What a very sleepy day.

Can't seem to wake myself up, no matter how much coffee I consume.

Here's the best I can do:

Synth god Jan Hammer's Miami Vice theme missing from new film.


Hasslehoff & KIT rock your shit. (Thanks, MC).

I know, I know: Not so fascinating.

In other news, Kranky just sent me a new disc by a 21-year old Midwestener going by the name Benoit Pioulard. It's not dissimilar to The Contrarian, actually. Maybe a little more gooey/hazy. And better.

I like it.

Friday, July 28, 2006

Sloganeering, etc.

I saw three great bumper stickers in the last 24 hours, two of which were on the same vehicle.

The first one was yesterday afternoon. It read simply, "If you're in a folk song, DON'T GO TO THE RIVER!"

So true. How many acoustic ballads have ended in romantic tragedy by running water? A damn few, for sure.

The next two I peeped this morning. One said, "Ban Republican Marriage," the other, "Practice Compassionate Impeachment."

Cathy just reminded me of the "Republicans for Voldemort" sticker/tee shirt. Arch.

On another note, I'm realizing that my musical tastes are extremist. On the one hand, I can't get enough of Harry Nilsson ballads. On the other, I think the new Gorgoroth (thanks Chris!) is the best black metal album of all time.

If Stevie Nicks joined Sunn O))), I'd be all set.

Thursday, July 27, 2006


Help! "Wonder Showzen" has come to life!!!

There's a freaky-deeky show at Metronome this evening called Revue Nu(e).

Here's what's on deck:

Lee Anderson's psych-blues band Cccome? will make you, um....

Joe Adler and Johnnie Day drift cosmically with Electric Halo. Expect a ton of guests.

Are you a giant puppet enthusiast? Then you may dig Eagle Ager.

My favorite nerds/bullies Activists/Dictators will rob you of your virgin soul. It's OK — they'll give it back at the end of the night. But I do recommend dry cleaning.

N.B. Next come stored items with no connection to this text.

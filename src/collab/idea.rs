//! Clip ideas from the upstream generator.
//!
//! The generator delivers an ordered JSON manifest of clip candidates; each
//! entry is read-only input to one pipeline run.

use crate::error::{ClipcueError, Result};
use serde::{Deserialize, Serialize};
use std::path::Path;

/// One proposed short-form clip: metadata, script, and source time range.
#[derive(Debug, Clone, PartialEq, Serialize, Deserialize)]
pub struct ClipIdea {
    pub title: String,
    pub description: String,
    /// Voiceover script; also the subtitle text source.
    pub script: String,
    /// Start offset into the source video, seconds.
    pub source_start_secs: f64,
    /// End offset into the source video, seconds.
    pub source_end_secs: f64,
    /// Optional style hint forwarded to the synthesizer.
    #[serde(default)]
    pub voice_style: Option<String>,
}

impl ClipIdea {
    /// Target duration of the clip's video segment, seconds.
    pub fn target_duration_secs(&self) -> f64 {
        self.source_end_secs - self.source_start_secs
    }

    /// Validates the fields a pipeline run depends on.
    pub fn validate(&self, index: usize) -> Result<()> {
        let fail = |message: String| ClipcueError::InvalidIdea { index, message };

        if self.script.split_whitespace().next().is_none() {
            return Err(fail("script has no words".to_string()));
        }
        if !self.source_start_secs.is_finite()
            || !self.source_end_secs.is_finite()
            || self.source_start_secs < 0.0
        {
            return Err(fail(format!(
                "invalid source range {:.3}s to {:.3}s",
                self.source_start_secs, self.source_end_secs
            )));
        }
        if self.target_duration_secs() <= 0.0 {
            return Err(fail(format!(
                "source range {:.3}s to {:.3}s has no duration",
                self.source_start_secs, self.source_end_secs
            )));
        }
        Ok(())
    }
}

/// Loads an ordered idea manifest from a JSON file.
pub fn load_manifest(path: &Path) -> Result<Vec<ClipIdea>> {
    let contents = std::fs::read_to_string(path)?;
    serde_json::from_str(&contents).map_err(|e| ClipcueError::Other(format!(
        "failed to parse idea manifest {}: {e}",
        path.display()
    )))
}

#[cfg(test)]
mod tests {
    use super::*;
    use std::io::Write;

    fn idea() -> ClipIdea {
        ClipIdea {
            title: "Satisfying spin".to_string(),
            description: "A quick demo".to_string(),
            script: "Give it a satisfying spin".to_string(),
            source_start_secs: 10.0,
            source_end_secs: 20.0,
            voice_style: Some("energetic".to_string()),
        }
    }

    #[test]
    fn test_target_duration() {
        assert_eq!(idea().target_duration_secs(), 10.0);
    }

    #[test]
    fn test_validate_accepts_well_formed_idea() {
        assert!(idea().validate(0).is_ok());
    }

    #[test]
    fn test_validate_rejects_empty_script() {
        let mut bad = idea();
        bad.script = "   ".to_string();
        let err = bad.validate(2).unwrap_err();
        assert!(matches!(err, ClipcueError::InvalidIdea { index: 2, .. }));
    }

    #[test]
    fn test_validate_rejects_inverted_range() {
        let mut bad = idea();
        bad.source_end_secs = 5.0;
        assert!(bad.validate(0).is_err());
    }

    #[test]
    fn test_validate_rejects_negative_start() {
        let mut bad = idea();
        bad.source_start_secs = -1.0;
        assert!(bad.validate(0).is_err());
    }

    #[test]
    fn test_manifest_roundtrip() {
        let ideas = vec![idea()];
        let json = serde_json::to_string(&ideas).unwrap();

        let mut file = tempfile::NamedTempFile::new().unwrap();
        file.write_all(json.as_bytes()).unwrap();

        let loaded = load_manifest(file.path()).unwrap();
        assert_eq!(loaded, ideas);
    }

    #[test]
    fn test_manifest_without_style_field() {
        let json = r#"[{
            "title": "t",
            "description": "d",
            "script": "some words",
            "source_start_secs": 0.0,
            "source_end_secs": 8.0
        }]"#;

        let mut file = tempfile::NamedTempFile::new().unwrap();
        file.write_all(json.as_bytes()).unwrap();

        let loaded = load_manifest(file.path()).unwrap();
        assert_eq!(loaded[0].voice_style, None);
    }

    #[test]
    fn test_manifest_rejects_invalid_json() {
        let mut file = tempfile::NamedTempFile::new().unwrap();
        file.write_all(b"not json").unwrap();
        assert!(load_manifest(file.path()).is_err());
    }
}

I'll be there. I'm gonna try not to drink; tomorrow I begin recording the whispered-about "Hank & Dad" project. I can't reveal any more at this juncture, except to say that quality absinthe and cheap hip-hop beats are a part of the equation.

Tuesday, July 25, 2006

Hope, sweet Hope.

Casey + Hope = TLA

Murf over at False 45th has a fine post about the Jesus & Mary Chain, with links to live MP3s.

Seeing Hope Sandoval in J&MCs "Sometime Always" video made me reminisce about the wee lass and her hazy, lazy voice.

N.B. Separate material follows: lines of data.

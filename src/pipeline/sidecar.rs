//! Sidecar metadata delivery.
//!
//! Alongside the rendered clips, the batch delivers an ordered text file of
//! titles and descriptions for publishing.

use crate::error::Result;
use serde::Serialize;
use std::path::Path;

/// Characters that are illegal or unsafe in artifact filenames.
const ILLEGAL_FILENAME_CHARS: &[char] = &['\\', '/', '*', '?', ':', '"', '<', '>', '|'];

/// Title/description pair for one successfully produced clip.
#[derive(Debug, Clone, PartialEq, Eq, Serialize)]
pub struct SidecarEntry {
    pub title: String,
    pub description: String,
}

/// Strips illegal characters so a title can name a file.
///
/// Falls back to `"clip"` when nothing printable remains.
pub fn sanitize_filename(name: &str) -> String {
    let cleaned: String = name
        .chars()
        .filter(|c| !ILLEGAL_FILENAME_CHARS.contains(c))
        .collect();
    let trimmed = cleaned.trim();
    if trimmed.is_empty() {
        "clip".to_string()
    } else {
        trimmed.to_string()
    }
}

/// Writes the ordered sidecar file: one block per clip.
pub fn write_sidecar(path: &Path, entries: &[SidecarEntry]) -> Result<()> {
    let mut out = String::new();
    for (i, entry) in entries.iter().enumerate() {
        out.push_str(&format!("Clip {}: {}\n", i + 1, entry.title));
        out.push_str(&entry.description);
        out.push_str("\n\n");
    }
    std::fs::write(path, out)?;
    Ok(())
}

#[cfg(test)]
mod tests {
    use super::*;

    #[test]
    fn test_sanitize_strips_illegal_characters() {
        assert_eq!(
            sanitize_filename("What? A *great* clip: part 1/2"),
            "What A great clip part 12"
        );
    }

    #[test]
    fn test_sanitize_keeps_plain_titles() {
        assert_eq!(sanitize_filename("Satisfying spin"), "Satisfying spin");
    }

    #[test]
    fn test_sanitize_empty_falls_back() {
        assert_eq!(sanitize_filename(""), "clip");
        assert_eq!(sanitize_filename("???"), "clip");
        assert_eq!(sanitize_filename("  "), "clip");
    }

    #[test]
    fn test_write_sidecar_format() {
        let dir = tempfile::tempdir().unwrap();
        let path = dir.path().join("descriptions.txt");
        let entries = vec![
            SidecarEntry {
                title: "First clip".to_string(),
                description: "An opener.".to_string(),
            },
            SidecarEntry {
                title: "Second clip".to_string(),
                description: "A follow-up.".to_string(),
            },
        ];

        write_sidecar(&path, &entries).unwrap();
        let contents = std::fs::read_to_string(&path).unwrap();
        assert_eq!(
            contents,
            "Clip 1: First clip\nAn opener.\n\nClip 2: Second clip\nA follow-up.\n\n"
        );
    }

    #[test]
    fn test_write_sidecar_empty() {
        let dir = tempfile::tempdir().unwrap();
        let path = dir.path().join("descriptions.txt");
        write_sidecar(&path, &[]).unwrap();
        assert_eq!(std::fs::read_to_string(&path).unwrap(), "");
    }
}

Yes indeed, I had a serious crush back in the day. Anyone who says guys don't fantasize about running through the heather chasing butterflies with an ethereal moon pixie are full of shit.

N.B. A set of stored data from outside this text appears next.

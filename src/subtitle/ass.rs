//! Advanced SubStation (ASS) rendering of a timing map.
//!
//! Produces the script consumed by the toolkit's burn-in step. Two layers
//! per phrase: the base layer shows the full phrase in white for its whole
//! span; the highlight layer redraws the line once per word with the word
//! being spoken recolored, giving karaoke-style word tracking.

use crate::engine::timing::TimingMap;
use std::fmt::Write;

const PLAY_RES_X: u32 = 1080;
const PLAY_RES_Y: u32 = 1920;

/// Primary text color override for the word being spoken (BGR hex).
const HIGHLIGHT_COLOR: &str = "&H00FFFF&";
/// Base text color restored after the highlighted word (BGR hex).
const BASE_COLOR: &str = "&HFFFFFF&";

/// Renders the timing map as an ASS document.
pub fn render(map: &TimingMap) -> String {
    let mut out = String::new();

    // Infallible: writing to a String cannot fail
    let _ = writeln!(out, "[Script Info]");
    let _ = writeln!(out, "ScriptType: v4.00+");
    let _ = writeln!(out, "PlayResX: {PLAY_RES_X}");
    let _ = writeln!(out, "PlayResY: {PLAY_RES_Y}");
    let _ = writeln!(out);
    let _ = writeln!(out, "[V4+ Styles]");
    let _ = writeln!(
        out,
        "Style: White,Arial Black,90,&H00FFFFFF,&H000000FF,&H00000000,&H00000000,\
         -1,0,0,0,100,100,2,0,1,6,2,5,50,50,200,1"
    );
    let _ = writeln!(out);
    let _ = writeln!(out, "[Events]");
    let _ = writeln!(
        out,
        "Format: Layer, Start, End, Style, Name, MarginL, MarginR, MarginV, Effect, Text"
    );

    for phrase in map.cues() {
        let words: Vec<String> = phrase
            .text
            .split_whitespace()
            .map(str::to_uppercase)
            .collect();

        let _ = writeln!(
            out,
            "Dialogue: 0,{},{},White,,0,0,0,,{}",
            format_ass_time(phrase.start_secs),
            format_ass_time(phrase.end_secs),
            words.join(" ")
        );

        for (i, highlight) in phrase.highlights.iter().enumerate() {
            let word_start = phrase.start_secs + highlight.offset_secs;
            let word_end = phrase
                .highlights
                .get(i + 1)
                .map(|next| phrase.start_secs + next.offset_secs)
                .unwrap_or(phrase.end_secs);

            let line: Vec<String> = words
                .iter()
                .enumerate()
                .map(|(j, word)| {
                    if j == i {
                        format!("{{\\c{HIGHLIGHT_COLOR}}}{word}{{\\c{BASE_COLOR}}}")
                    } else {
                        word.clone()
                    }
                })
                .collect();

            let _ = writeln!(
                out,
                "Dialogue: 1,{},{},White,,0,0,0,,{}",
                format_ass_time(word_start),
                format_ass_time(word_end),
                line.join(" ")
            );
        }
    }

    out
}

/// Formats seconds as `H:MM:SS.CC` (centisecond resolution).
fn format_ass_time(seconds: f64) -> String {
    let total_cs = (seconds.max(0.0) * 100.0).round() as u64;
    let cs = total_cs % 100;
    let total_sec = total_cs / 100;
    let s = total_sec % 60;
    let total_min = total_sec / 60;
    let m = total_min % 60;
    let h = total_min / 60;
    format!("{}:{:02}:{:02}.{:02}", h, m, s, cs)
}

I recently watched an old clip of Mazzy Star performing on "Conan O' Brien." After they finish playing, Conan comes over to congratulate the musicians, as he's wont to do. Hope just stares at him confusedly, like he's got two heads. I swear she was under sedation for the band's entire career. Then again, so was I.

I saw them live in 1994. So lovely and enveloping.

In tribute to the queen of narcotic soft rock:

The day before my birthday, 1994:

Sunday, July 23, 2006

OK- I'm getting obsessed.

I found this clip of the aforeposted DragonForce on YouTube. It features the band's two guitarists playing the solo to the song "Through Fire and Flames." The best part is that they actually put a box at the bottom of the screen so you can watch their hands close up. What geeks!

Friday, July 21, 2006


I wasn't able to editorialize about it in this last issue, but tomorrow there's a fun little concert at Battery Park. It's called "Art Zoo," and features Anna Pardenik, Rob Koier, Momster, the 78s, Magic Sparkle, the Cush, and more.

I'll definitely be there. It's right by my house, so I can stumble out in my bathrobe, BW style.

Thursday, July 20, 2006

Thine Chalice Runneth Over.


I've always found "power metal" (or "adventure metal," as it's sometimes known) to be the most ridiculous of hard-rock genres. With all their neo-classical riffing and quasi-operatic vocals, bands of this variety are practically begging to be poked fun at.

Still, I admit to being compelled by D&D-inspired rockers. What would make a man (or woman) sing of wizards and battlements, anyway? The answer may never be clear. At least not to me.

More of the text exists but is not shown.